### Exercise instructions
Check each line of the records below and collect those holding "CancellationToken".

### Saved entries
•••••

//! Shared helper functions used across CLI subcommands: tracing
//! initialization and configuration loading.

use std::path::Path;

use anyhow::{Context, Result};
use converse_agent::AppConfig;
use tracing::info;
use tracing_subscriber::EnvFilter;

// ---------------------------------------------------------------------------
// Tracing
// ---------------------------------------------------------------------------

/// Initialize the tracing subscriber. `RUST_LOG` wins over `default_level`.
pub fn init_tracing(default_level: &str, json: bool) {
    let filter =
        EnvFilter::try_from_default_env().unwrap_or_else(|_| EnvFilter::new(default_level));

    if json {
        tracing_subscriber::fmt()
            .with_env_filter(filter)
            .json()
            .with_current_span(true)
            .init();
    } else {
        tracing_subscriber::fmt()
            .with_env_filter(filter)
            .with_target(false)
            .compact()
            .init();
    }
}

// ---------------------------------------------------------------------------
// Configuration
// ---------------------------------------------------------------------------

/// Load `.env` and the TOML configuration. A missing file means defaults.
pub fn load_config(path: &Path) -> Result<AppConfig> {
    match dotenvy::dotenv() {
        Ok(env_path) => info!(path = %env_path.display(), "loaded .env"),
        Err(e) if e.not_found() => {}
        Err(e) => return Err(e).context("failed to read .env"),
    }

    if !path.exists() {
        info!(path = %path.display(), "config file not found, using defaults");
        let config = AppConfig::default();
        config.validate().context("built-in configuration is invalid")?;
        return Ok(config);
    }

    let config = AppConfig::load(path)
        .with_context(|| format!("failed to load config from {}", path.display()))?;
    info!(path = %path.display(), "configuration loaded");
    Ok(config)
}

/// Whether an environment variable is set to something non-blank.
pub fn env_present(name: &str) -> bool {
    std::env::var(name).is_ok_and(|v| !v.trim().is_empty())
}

•••••

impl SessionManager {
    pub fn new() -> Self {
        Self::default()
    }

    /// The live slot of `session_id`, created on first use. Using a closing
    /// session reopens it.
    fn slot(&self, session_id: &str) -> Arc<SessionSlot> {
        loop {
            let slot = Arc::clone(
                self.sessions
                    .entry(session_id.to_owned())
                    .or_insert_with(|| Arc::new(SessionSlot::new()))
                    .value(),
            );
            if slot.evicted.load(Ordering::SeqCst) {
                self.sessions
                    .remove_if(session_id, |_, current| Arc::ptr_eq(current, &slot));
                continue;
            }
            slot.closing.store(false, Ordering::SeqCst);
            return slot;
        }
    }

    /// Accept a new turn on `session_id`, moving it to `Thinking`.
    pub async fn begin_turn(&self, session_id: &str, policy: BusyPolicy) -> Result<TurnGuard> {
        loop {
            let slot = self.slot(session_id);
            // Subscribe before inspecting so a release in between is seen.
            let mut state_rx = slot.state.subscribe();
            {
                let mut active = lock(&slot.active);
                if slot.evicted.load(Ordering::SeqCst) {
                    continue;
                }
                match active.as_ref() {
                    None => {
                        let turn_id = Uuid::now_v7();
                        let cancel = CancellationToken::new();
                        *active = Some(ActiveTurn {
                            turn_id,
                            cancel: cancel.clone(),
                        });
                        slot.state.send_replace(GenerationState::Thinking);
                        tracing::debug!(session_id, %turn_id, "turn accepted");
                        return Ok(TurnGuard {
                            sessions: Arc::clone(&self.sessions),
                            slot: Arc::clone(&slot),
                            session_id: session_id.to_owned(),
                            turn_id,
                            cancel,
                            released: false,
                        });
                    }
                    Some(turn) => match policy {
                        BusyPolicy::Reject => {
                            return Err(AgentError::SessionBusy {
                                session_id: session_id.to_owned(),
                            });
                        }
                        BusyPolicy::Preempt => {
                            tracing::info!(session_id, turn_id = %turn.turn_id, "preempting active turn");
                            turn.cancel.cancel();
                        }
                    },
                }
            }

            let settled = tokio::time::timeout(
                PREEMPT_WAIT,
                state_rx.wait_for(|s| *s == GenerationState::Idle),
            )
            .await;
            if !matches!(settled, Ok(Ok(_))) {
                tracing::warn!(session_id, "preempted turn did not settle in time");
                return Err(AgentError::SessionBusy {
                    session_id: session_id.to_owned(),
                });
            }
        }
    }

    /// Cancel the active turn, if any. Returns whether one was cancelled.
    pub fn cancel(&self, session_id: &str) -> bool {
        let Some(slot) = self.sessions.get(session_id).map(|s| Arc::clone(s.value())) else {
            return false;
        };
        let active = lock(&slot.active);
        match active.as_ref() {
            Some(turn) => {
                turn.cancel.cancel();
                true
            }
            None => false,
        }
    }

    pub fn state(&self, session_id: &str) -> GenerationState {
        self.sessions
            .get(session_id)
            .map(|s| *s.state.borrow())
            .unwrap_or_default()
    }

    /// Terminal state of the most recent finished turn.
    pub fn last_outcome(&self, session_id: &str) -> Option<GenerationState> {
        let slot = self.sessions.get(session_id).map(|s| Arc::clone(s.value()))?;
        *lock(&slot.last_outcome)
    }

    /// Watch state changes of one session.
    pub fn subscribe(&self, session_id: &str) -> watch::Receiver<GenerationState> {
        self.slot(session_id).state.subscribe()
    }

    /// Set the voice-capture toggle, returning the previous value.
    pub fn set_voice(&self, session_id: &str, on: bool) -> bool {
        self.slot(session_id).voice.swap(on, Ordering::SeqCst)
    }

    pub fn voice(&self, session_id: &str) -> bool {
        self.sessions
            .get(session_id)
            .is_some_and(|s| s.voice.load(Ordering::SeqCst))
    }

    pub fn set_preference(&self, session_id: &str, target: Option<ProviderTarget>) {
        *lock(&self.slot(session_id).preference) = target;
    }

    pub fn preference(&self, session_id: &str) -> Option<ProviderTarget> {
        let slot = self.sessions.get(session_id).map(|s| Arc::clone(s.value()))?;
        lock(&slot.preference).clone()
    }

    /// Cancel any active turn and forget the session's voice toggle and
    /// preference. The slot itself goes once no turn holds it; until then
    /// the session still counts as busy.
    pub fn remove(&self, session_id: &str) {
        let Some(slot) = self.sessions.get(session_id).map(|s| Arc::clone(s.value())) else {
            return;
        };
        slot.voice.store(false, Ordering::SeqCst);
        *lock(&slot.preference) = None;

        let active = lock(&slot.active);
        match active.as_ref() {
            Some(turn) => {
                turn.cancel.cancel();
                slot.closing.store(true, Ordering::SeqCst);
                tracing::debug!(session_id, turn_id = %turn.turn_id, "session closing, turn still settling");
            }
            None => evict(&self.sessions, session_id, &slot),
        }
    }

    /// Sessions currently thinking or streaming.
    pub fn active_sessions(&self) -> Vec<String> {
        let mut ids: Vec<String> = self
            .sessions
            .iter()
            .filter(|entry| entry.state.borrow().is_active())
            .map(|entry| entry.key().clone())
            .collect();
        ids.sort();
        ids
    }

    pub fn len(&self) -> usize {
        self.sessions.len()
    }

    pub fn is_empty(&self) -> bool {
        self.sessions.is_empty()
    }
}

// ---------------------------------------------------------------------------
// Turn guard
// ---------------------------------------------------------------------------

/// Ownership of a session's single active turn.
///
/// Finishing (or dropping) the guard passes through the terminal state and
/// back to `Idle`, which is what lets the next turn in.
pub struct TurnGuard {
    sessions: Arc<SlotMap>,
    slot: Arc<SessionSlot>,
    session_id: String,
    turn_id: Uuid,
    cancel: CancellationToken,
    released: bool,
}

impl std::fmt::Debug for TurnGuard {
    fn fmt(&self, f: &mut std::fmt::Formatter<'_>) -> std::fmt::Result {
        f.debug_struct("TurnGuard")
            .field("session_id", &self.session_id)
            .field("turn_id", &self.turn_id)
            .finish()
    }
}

•••••

### Output of the exercise
                        let cancel = CancellationToken::new();
    cancel: CancellationToken,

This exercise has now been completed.